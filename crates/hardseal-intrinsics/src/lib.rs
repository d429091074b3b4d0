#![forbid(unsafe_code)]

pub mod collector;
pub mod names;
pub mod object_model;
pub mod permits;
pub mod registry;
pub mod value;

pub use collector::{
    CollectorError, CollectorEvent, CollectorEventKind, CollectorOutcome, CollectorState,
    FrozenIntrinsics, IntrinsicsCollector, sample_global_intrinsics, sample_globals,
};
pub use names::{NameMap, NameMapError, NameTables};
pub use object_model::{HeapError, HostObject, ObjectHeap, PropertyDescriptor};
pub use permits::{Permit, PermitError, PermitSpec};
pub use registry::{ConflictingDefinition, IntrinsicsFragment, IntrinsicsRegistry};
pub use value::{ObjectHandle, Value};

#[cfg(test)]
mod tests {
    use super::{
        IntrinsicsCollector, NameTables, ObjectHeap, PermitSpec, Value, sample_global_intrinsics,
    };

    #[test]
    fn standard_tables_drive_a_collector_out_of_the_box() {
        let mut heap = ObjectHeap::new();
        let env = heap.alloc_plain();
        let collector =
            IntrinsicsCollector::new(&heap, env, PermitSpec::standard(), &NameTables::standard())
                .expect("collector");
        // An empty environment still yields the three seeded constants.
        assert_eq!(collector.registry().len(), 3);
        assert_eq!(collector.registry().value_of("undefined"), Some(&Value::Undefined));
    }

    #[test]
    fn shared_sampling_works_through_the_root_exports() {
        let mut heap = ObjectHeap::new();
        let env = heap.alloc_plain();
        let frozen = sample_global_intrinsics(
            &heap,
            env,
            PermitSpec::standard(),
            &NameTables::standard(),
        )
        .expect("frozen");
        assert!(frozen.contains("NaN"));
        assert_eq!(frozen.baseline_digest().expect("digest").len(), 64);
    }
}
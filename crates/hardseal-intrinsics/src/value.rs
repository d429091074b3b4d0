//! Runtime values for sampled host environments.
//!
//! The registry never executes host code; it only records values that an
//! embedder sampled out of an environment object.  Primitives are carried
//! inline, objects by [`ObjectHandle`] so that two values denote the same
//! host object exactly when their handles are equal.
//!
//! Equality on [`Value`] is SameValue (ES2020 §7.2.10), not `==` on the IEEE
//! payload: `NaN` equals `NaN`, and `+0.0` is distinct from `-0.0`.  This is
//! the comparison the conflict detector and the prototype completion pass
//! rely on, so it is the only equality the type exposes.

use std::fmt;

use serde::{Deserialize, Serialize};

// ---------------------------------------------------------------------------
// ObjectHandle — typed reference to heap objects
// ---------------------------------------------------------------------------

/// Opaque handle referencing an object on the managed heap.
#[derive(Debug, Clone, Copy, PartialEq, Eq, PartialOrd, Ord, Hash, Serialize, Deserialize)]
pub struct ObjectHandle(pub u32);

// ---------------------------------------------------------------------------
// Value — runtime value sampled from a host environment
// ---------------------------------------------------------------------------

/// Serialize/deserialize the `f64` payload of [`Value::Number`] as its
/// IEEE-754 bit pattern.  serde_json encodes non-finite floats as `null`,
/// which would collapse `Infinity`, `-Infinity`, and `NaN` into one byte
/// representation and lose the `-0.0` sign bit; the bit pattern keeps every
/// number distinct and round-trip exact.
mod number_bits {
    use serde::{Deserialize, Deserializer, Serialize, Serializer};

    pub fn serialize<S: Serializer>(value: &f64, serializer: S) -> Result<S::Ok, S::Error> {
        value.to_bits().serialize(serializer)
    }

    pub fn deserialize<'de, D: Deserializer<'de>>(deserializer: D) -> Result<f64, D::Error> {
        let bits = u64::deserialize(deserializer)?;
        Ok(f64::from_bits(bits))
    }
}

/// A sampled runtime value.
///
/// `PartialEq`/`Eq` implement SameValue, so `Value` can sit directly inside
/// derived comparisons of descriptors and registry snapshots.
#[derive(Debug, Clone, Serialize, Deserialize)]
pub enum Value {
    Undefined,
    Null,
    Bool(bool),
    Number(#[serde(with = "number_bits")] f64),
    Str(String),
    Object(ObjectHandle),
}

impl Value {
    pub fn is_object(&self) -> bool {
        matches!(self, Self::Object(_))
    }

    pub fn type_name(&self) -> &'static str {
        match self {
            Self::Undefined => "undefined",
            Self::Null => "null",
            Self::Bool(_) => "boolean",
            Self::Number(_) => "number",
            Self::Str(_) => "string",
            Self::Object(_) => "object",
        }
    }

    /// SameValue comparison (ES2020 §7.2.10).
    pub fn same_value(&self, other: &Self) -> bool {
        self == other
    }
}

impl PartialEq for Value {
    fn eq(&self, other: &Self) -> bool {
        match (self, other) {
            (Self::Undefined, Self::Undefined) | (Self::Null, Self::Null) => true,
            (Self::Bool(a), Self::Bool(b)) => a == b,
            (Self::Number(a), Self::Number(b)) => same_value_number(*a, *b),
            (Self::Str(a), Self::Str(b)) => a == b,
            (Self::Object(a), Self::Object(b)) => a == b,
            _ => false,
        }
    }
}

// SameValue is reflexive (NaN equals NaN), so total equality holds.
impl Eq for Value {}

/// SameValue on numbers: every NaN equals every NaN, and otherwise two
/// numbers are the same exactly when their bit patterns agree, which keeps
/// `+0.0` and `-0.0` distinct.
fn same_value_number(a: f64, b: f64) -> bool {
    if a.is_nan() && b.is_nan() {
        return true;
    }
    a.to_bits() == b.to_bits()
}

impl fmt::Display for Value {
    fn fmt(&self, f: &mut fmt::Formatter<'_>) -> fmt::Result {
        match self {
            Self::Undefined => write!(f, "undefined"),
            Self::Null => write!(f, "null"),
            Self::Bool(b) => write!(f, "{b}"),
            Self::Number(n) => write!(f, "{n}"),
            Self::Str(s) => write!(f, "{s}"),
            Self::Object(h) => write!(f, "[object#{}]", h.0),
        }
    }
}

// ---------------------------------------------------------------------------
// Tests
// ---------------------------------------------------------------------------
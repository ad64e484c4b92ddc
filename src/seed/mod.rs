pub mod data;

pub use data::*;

------------------------

_PROBLEM TO WORK ON_. Go through the data above and repeat all of it exactly.

_ANSWER FOR THIS EXERCISE_.
filename crates/hardseal-intrinsics/src/lib.rs
repository d429091074b3b4d0
#![forbid(unsafe_code)]

pub mod collector;
pub mod names;
pub mod object_model;
pub mod permits;
pub mod registry;
pub mod value;

pub use collector::{
    CollectorError, CollectorEvent, CollectorEventKind, CollectorOutcome, CollectorState,
    FrozenIntrinsics, IntrinsicsCollector, sample_global_intrinsics, sample_globals,
};
pub use names::{NameMap, NameMapError, NameTables};
pub use object_model::{HeapError, HostObject, ObjectHeap, PropertyDescriptor};
pub use permits::{Permit, PermitError, PermitSpec};
pub use registry::{ConflictingDefinition, IntrinsicsFragment, IntrinsicsRegistry};
pub use value::{ObjectHandle, Value};

#[cfg(test)]
mod tests {
    use super::{
        IntrinsicsCollector, NameTables, ObjectHeap, PermitSpec, Value, sample_global_intrinsics,
    };

    #[test]
    fn standard_tables_drive_a_collector_out_of_the_box() {
        let mut heap = ObjectHeap::new();
        let env = heap.alloc_plain();
        let collector =
            IntrinsicsCollector::new(&heap, env, PermitSpec::standard(), &NameTables::standard())
                .expect("collector");
        // An empty environment still yields the three seeded constants.
        assert_eq!(collector.registry().len(), 3);
        assert_eq!(collector.registry().value_of("undefined"), Some(&Value::Undefined));
    }

    #[test]
    fn shared_sampling_works_through_the_root_exports() {
        let mut heap = ObjectHeap::new();
        let env = heap.alloc_plain();
        let frozen = sample_global_intrinsics(
            &heap,
            env,
            PermitSpec::standard(),
            &NameTables::standard(),
        )
        .expect("frozen");
        assert!(frozen.contains("NaN"));
        assert_eq!(frozen.baseline_digest().expect("digest").len(), 64);
    }
}
filename crates/hardseal-intrinsics/src/value.rs
repository d429091074b3b4d0
//! Runtime values for sampled host environments.
//!
//! The registry never executes host code; it only records values that an
//! embedder sampled out of an environment object.  Primitives are carried
//! inline, objects by [`ObjectHandle`] so that two values denote the same
//! host object exactly when their handles are equal.
//!
//! Equality on [`Value`] is SameValue (ES2020 §7.2.10), not `==` on the IEEE
//! payload: `NaN` equals `NaN`, and `+0.0` is distinct from `-0.0`.  This is
//! the comparison the conflict detector and the prototype completion pass
//! rely on, so it is the only equality the type exposes.

use std::fmt;

use serde::{Deserialize, Serialize};

// ---------------------------------------------------------------------------
// ObjectHandle — typed reference to heap objects
// ---------------------------------------------------------------------------

/// Opaque handle referencing an object on the managed heap.
#[derive(Debug, Clone, Copy, PartialEq, Eq, PartialOrd, Ord, Hash, Serialize, Deserialize)]
pub struct ObjectHandle(pub u32);

// ---------------------------------------------------------------------------
// Value — runtime value sampled from a host environment
// ---------------------------------------------------------------------------

/// Serialize/deserialize the `f64` payload of [`Value::Number`] as its
/// IEEE-754 bit pattern.  serde_json encodes non-finite floats as `null`,
/// which would collapse `Infinity`, `-Infinity`, and `NaN` into one byte
/// representation and lose the `-0.0` sign bit; the bit pattern keeps every
/// number distinct and round-trip exact.
mod number_bits {
    use serde::{Deserialize, Deserializer, Serialize, Serializer};

    pub fn serialize<S: Serializer>(value: &f64, serializer: S) -> Result<S::Ok, S::Error> {
        value.to_bits().serialize(serializer)
    }

    pub fn deserialize<'de, D: Deserializer<'de>>(deserializer: D) -> Result<f64, D::Error> {
        let bits = u64::deserialize(deserializer)?;
        Ok(f64::from_bits(bits))
    }
}

/// A sampled runtime value.
///
/// `PartialEq`/`Eq` implement SameValue, so `Value` can sit directly inside
/// derived comparisons of descriptors and registry snapshots.
#[derive(Debug, Clone, Serialize, Deserialize)]
pub enum Value {
    Undefined,
    Null,
    Bool(bool),
    Number(#[serde(with = "number_bits")] f64),
    Str(String),
    Object(ObjectHandle),
}

impl Value {
    pub fn is_object(&self) -> bool {
        matches!(self, Self::Object(_))
    }

    pub fn type_name(&self) -> &'static str {
        match self {
            Self::Undefined => "undefined",
            Self::Null => "null",
            Self::Bool(_) => "boolean",
            Self::Number(_) => "number",
            Self::Str(_) => "string",
            Self::Object(_) => "object",
        }
    }

    /// SameValue comparison (ES2020 §7.2.10).
    pub fn same_value(&self, other: &Self) -> bool {
        self == other
    }
}

impl PartialEq for Value {
    fn eq(&self, other: &Self) -> bool {
        match (self, other) {
            (Self::Undefined, Self::Undefined) | (Self::Null, Self::Null) => true,
            (Self::Bool(a), Self::Bool(b)) => a == b,
            (Self::Number(a), Self::Number(b)) => same_value_number(*a, *b),
            (Self::Str(a), Self::Str(b)) => a == b,
            (Self::Object(a), Self::Object(b)) => a == b,
            _ => false,
        }
    }
}

// SameValue is reflexive (NaN equals NaN), so total equality holds.
impl Eq for Value {}

/// SameValue on numbers: every NaN equals every NaN, and otherwise two
/// numbers are the same exactly when their bit patterns agree, which keeps
/// `+0.0` and `-0.0` distinct.
fn same_value_number(a: f64, b: f64) -> bool {
    if a.is_nan() && b.is_nan() {
        return true;
    }
    a.to_bits() == b.to_bits()
}

impl fmt::Display for Value {
    fn fmt(&self, f: &mut fmt::Formatter<'_>) -> fmt::Result {
        match self {
            Self::Undefined => write!(f, "undefined"),
            Self::Null => write!(f, "null"),
            Self::Bool(b) => write!(f, "{b}"),
            Self::Number(n) => write!(f, "{n}"),
            Self::Str(s) => write!(f, "{s}"),
            Self::Object(h) => write!(f, "[object#{}]", h.0),
        }
    }
}

// ---------------------------------------------------------------------------
// Tests
// ---------------------------------------------------------------------------
repository ad64e484c4b92ddc
filename src/seed/mod.rs
pub mod data;

pub use data::*;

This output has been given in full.